[Collected data entries]
+++

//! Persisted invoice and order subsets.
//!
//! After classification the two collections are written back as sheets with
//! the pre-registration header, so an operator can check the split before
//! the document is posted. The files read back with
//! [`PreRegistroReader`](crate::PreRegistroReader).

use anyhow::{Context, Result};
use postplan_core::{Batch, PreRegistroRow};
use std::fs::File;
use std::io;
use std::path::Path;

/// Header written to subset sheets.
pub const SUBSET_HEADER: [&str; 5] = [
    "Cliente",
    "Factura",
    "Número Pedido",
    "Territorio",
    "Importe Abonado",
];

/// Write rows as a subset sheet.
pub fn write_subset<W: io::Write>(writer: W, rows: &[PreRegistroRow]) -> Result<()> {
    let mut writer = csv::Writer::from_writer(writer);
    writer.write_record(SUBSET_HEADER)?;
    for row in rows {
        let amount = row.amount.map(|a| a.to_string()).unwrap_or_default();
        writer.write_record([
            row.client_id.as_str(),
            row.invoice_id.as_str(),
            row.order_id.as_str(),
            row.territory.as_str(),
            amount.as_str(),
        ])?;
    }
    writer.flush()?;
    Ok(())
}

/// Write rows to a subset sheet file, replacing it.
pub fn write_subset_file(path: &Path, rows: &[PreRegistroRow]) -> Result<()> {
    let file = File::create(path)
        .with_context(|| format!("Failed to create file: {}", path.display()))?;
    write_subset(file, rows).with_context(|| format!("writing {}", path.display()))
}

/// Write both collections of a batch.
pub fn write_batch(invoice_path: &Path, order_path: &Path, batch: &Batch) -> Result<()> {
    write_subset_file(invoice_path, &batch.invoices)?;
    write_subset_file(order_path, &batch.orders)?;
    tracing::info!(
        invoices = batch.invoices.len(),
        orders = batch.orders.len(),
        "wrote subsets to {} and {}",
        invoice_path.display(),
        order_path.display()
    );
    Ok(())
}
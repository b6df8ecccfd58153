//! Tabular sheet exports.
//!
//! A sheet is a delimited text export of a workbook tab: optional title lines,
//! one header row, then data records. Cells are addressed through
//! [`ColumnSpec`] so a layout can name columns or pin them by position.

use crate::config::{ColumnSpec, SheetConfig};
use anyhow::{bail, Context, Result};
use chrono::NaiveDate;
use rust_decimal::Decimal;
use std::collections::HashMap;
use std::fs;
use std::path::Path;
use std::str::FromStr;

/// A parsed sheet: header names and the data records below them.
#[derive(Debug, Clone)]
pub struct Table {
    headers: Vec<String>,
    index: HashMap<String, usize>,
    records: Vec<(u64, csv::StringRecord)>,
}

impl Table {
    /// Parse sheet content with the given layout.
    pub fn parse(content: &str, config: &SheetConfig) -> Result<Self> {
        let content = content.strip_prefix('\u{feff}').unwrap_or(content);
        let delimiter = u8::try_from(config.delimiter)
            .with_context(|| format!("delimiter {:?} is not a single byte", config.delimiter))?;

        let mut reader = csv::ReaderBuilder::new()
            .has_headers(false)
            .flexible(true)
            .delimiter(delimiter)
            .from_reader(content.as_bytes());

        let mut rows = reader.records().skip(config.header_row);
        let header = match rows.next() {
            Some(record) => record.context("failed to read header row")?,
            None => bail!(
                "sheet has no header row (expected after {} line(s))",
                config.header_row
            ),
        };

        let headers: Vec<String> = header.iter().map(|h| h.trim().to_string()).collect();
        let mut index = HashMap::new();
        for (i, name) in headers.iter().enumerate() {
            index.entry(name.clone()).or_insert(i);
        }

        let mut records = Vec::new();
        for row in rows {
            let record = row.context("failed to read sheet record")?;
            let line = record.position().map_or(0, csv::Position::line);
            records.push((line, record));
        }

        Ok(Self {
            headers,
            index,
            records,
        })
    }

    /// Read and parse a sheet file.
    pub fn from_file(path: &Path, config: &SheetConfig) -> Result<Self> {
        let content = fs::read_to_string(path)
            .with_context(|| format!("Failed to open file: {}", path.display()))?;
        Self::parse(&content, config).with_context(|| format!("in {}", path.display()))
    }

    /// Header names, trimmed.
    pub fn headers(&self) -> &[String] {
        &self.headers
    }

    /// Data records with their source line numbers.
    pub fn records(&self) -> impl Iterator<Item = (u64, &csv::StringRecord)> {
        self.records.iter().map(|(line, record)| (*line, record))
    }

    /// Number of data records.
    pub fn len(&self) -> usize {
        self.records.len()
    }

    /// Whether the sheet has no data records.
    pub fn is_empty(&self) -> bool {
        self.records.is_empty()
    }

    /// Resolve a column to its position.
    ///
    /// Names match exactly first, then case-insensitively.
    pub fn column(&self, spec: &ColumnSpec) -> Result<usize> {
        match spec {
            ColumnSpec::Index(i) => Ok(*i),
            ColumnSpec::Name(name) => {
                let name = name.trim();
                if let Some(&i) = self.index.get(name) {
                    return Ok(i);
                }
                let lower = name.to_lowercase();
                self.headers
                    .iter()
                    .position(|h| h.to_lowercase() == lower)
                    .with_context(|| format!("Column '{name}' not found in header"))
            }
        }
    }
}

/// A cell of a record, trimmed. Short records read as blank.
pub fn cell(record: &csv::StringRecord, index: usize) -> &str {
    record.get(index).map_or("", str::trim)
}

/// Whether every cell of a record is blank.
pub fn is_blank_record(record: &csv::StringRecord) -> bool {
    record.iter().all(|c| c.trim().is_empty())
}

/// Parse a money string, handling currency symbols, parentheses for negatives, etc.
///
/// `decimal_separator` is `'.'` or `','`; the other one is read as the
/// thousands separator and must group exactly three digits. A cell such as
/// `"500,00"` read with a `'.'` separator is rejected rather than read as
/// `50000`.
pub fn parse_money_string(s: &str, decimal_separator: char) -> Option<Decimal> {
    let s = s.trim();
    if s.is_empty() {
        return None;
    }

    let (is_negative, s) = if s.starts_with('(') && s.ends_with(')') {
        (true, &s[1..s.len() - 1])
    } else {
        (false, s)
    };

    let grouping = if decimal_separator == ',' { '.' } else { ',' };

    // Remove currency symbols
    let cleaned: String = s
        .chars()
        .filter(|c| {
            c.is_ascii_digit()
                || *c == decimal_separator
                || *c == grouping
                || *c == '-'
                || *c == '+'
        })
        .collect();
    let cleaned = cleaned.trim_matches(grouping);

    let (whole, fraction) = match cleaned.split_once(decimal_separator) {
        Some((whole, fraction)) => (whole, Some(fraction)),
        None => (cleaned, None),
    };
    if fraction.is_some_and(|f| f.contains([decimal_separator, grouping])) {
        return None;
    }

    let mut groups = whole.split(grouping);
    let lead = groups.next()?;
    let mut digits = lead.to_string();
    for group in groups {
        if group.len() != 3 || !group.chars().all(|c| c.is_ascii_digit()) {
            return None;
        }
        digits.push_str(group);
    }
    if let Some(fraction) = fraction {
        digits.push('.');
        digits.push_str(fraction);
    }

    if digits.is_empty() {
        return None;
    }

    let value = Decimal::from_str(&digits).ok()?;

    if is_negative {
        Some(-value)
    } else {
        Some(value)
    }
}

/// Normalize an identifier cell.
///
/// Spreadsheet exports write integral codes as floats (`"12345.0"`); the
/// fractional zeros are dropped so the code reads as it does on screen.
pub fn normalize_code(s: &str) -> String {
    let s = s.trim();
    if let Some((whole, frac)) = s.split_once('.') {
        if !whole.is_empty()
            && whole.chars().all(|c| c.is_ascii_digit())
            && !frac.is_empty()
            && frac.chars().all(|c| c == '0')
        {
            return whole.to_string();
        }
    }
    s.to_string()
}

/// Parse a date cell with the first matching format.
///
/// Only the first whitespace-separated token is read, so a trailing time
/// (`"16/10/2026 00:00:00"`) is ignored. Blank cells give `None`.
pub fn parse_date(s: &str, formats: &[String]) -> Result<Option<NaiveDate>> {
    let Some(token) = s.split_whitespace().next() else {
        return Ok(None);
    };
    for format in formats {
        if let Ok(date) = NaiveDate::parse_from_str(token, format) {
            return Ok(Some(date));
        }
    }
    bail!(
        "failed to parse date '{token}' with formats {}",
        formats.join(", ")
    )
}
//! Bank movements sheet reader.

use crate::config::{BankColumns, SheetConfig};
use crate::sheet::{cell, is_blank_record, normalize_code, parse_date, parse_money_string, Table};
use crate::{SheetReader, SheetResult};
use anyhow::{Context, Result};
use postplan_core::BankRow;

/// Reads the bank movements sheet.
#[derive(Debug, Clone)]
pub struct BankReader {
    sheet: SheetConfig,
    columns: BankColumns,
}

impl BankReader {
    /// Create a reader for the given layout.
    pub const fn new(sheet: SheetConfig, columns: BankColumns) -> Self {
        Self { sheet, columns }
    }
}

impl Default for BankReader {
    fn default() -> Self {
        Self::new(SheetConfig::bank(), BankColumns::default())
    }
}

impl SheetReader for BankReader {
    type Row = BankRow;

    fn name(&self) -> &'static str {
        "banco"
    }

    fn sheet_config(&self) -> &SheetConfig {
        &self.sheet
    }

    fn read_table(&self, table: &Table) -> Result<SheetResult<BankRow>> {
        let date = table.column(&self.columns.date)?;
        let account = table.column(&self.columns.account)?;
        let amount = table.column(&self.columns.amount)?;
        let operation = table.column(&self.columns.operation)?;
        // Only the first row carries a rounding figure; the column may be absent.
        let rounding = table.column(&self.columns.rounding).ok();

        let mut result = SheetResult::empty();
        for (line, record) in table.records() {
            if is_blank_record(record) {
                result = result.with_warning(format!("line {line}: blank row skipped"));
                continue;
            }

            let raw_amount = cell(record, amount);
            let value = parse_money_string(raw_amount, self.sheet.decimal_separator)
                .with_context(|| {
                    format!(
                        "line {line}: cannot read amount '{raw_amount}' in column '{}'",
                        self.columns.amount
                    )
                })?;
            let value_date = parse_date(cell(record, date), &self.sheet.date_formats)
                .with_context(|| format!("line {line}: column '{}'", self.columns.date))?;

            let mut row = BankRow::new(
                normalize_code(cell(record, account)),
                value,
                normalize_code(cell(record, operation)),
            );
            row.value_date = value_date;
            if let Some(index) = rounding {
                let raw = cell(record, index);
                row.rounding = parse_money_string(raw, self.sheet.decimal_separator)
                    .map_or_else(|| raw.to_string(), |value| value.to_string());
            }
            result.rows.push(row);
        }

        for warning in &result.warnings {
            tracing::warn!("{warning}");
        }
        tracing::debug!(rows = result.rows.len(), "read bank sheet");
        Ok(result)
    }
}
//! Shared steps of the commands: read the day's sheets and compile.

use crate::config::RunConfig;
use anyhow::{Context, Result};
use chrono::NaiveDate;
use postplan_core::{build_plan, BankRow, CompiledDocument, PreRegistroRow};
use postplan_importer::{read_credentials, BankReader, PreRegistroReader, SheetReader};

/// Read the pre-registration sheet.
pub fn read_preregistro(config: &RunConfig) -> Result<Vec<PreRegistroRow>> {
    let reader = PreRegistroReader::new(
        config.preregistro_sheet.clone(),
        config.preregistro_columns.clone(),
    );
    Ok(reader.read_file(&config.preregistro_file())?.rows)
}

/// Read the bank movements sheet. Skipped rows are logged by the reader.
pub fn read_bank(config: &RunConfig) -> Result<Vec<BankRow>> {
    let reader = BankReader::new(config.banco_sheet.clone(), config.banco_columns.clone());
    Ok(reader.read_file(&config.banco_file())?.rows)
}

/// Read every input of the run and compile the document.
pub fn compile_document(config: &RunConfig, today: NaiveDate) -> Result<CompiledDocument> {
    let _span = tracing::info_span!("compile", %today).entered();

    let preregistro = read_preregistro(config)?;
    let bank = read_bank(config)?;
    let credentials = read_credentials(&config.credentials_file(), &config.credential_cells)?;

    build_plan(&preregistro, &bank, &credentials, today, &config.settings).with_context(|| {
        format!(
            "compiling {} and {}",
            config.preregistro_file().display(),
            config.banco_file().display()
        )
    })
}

+++

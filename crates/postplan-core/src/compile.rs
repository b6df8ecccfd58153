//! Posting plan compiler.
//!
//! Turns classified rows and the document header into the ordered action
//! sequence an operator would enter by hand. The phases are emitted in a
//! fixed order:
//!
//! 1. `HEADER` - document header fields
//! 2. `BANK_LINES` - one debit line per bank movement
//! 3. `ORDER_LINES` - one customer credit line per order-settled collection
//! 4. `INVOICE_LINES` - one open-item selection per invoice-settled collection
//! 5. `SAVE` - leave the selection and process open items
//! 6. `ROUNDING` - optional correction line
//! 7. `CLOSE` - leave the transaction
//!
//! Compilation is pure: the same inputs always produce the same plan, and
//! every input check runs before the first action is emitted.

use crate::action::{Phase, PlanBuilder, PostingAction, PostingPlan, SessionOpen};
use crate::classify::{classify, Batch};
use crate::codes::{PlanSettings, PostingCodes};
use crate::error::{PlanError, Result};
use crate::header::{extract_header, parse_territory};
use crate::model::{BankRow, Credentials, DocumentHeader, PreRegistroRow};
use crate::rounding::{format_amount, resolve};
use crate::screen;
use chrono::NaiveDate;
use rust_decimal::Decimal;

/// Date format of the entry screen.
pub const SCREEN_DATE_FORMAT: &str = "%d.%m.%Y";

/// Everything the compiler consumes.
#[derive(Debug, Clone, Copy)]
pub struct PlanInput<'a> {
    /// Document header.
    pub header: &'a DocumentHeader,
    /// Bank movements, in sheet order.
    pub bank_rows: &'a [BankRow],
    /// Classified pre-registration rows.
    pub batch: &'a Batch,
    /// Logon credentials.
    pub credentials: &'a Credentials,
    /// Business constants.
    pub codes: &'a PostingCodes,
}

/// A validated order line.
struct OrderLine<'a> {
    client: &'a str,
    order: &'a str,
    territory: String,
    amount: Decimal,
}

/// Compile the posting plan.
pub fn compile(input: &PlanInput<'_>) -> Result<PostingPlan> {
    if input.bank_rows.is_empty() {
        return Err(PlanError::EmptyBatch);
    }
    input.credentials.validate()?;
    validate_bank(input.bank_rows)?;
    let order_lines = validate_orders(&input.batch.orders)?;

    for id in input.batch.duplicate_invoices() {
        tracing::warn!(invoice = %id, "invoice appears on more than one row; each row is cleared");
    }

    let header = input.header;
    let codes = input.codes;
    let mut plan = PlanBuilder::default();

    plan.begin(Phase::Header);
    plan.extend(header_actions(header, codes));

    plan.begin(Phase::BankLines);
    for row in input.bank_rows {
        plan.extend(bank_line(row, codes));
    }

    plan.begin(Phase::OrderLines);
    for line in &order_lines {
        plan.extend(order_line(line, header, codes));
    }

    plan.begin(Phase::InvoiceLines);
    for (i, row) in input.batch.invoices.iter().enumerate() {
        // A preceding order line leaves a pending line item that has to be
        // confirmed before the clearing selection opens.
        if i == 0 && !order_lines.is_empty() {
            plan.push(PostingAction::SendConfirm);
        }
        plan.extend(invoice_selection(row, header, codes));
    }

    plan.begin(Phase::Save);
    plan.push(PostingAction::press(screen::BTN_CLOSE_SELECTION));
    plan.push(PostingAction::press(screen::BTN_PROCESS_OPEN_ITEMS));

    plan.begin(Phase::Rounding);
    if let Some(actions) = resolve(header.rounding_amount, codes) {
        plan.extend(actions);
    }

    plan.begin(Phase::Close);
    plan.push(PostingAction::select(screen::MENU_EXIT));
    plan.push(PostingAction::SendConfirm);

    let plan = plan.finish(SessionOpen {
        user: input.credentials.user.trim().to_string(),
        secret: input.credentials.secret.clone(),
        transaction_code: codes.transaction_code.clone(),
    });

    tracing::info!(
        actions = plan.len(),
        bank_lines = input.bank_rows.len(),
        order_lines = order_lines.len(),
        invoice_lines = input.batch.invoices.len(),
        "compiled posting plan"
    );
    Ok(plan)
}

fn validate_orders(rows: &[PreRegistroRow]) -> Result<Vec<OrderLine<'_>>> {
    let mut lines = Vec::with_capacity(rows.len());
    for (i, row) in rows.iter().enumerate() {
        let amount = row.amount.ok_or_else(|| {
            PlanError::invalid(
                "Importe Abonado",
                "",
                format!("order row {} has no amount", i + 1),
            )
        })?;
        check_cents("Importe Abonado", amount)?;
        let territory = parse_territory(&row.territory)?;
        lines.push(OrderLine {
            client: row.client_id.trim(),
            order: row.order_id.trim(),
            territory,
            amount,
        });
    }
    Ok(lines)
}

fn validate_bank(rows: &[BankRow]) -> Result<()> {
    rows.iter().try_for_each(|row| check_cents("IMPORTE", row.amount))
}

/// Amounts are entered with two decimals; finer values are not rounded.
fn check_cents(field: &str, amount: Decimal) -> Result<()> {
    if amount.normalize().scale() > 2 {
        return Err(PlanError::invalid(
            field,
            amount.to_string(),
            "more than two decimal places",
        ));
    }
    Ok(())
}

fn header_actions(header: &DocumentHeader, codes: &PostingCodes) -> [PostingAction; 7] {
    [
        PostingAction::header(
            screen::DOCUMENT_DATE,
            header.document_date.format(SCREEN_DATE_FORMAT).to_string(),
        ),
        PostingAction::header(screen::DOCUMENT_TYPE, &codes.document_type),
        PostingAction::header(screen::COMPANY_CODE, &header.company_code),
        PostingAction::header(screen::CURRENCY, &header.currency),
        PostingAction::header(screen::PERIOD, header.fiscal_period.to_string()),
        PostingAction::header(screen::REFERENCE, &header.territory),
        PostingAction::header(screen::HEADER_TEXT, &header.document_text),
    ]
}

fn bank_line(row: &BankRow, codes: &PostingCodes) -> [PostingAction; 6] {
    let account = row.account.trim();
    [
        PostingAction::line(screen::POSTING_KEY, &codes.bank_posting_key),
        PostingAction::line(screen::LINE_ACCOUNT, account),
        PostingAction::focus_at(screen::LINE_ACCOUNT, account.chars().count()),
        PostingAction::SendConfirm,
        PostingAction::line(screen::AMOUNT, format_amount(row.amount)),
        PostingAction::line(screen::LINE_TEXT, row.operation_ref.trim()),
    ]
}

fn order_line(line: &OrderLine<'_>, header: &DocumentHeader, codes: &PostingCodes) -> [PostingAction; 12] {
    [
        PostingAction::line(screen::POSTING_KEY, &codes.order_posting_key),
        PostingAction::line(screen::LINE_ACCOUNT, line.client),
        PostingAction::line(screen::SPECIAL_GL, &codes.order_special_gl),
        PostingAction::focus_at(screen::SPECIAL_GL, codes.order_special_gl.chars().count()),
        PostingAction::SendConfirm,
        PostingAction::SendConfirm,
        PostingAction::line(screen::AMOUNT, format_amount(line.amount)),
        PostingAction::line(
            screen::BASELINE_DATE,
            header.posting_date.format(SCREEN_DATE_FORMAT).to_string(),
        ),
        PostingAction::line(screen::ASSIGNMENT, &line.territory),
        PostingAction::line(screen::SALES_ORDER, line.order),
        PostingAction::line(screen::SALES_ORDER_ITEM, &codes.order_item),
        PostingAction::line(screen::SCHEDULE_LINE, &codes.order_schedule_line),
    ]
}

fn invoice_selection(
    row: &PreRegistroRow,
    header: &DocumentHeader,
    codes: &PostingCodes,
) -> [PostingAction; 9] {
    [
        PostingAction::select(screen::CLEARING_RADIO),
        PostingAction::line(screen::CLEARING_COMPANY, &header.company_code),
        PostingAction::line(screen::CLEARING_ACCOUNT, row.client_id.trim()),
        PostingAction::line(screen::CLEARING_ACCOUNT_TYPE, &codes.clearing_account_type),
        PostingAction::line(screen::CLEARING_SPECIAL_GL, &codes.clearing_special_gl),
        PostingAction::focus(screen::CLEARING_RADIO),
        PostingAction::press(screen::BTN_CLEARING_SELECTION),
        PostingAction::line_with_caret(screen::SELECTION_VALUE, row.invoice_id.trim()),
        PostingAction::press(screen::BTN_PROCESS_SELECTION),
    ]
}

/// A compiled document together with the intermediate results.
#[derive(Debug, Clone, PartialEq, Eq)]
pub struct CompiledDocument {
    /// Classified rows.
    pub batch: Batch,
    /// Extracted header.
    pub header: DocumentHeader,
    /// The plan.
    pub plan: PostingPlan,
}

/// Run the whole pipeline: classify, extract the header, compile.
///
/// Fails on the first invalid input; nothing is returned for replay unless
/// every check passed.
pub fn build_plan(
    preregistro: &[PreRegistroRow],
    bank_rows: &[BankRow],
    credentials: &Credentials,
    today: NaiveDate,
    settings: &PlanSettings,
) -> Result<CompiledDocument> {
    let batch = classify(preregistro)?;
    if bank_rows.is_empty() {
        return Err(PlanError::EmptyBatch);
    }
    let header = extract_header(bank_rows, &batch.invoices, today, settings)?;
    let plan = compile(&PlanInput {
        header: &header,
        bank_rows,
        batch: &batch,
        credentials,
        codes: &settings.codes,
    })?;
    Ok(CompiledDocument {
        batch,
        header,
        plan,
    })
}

+++

== GOAL OF THE EXERCISE ==
Print exactly the lines above from the one with "and order subsets." to the one with "let file = File::create(path)", including both.

== SOLVED EXERCISE ==
//! Persisted invoice and order subsets.
//!
//! After classification the two collections are written back as sheets with
//! the pre-registration header, so an operator can check the split before
//! the document is posted. The files read back with
//! [`PreRegistroReader`](crate::PreRegistroReader).

use anyhow::{Context, Result};
use postplan_core::{Batch, PreRegistroRow};
use std::fs::File;
use std::io;
use std::path::Path;

/// Header written to subset sheets.
pub const SUBSET_HEADER: [&str; 5] = [
    "Cliente",
    "Factura",
    "Número Pedido",
    "Territorio",
    "Importe Abonado",
];

/// Write rows as a subset sheet.
pub fn write_subset<W: io::Write>(writer: W, rows: &[PreRegistroRow]) -> Result<()> {
    let mut writer = csv::Writer::from_writer(writer);
    writer.write_record(SUBSET_HEADER)?;
    for row in rows {
        let amount = row.amount.map(|a| a.to_string()).unwrap_or_default();
        writer.write_record([
            row.client_id.as_str(),
            row.invoice_id.as_str(),
            row.order_id.as_str(),
            row.territory.as_str(),
            amount.as_str(),
        ])?;
    }
    writer.flush()?;
    Ok(())
}

/// Write rows to a subset sheet file, replacing it.
pub fn write_subset_file(path: &Path, rows: &[PreRegistroRow]) -> Result<()> {
    let file = File::create(path)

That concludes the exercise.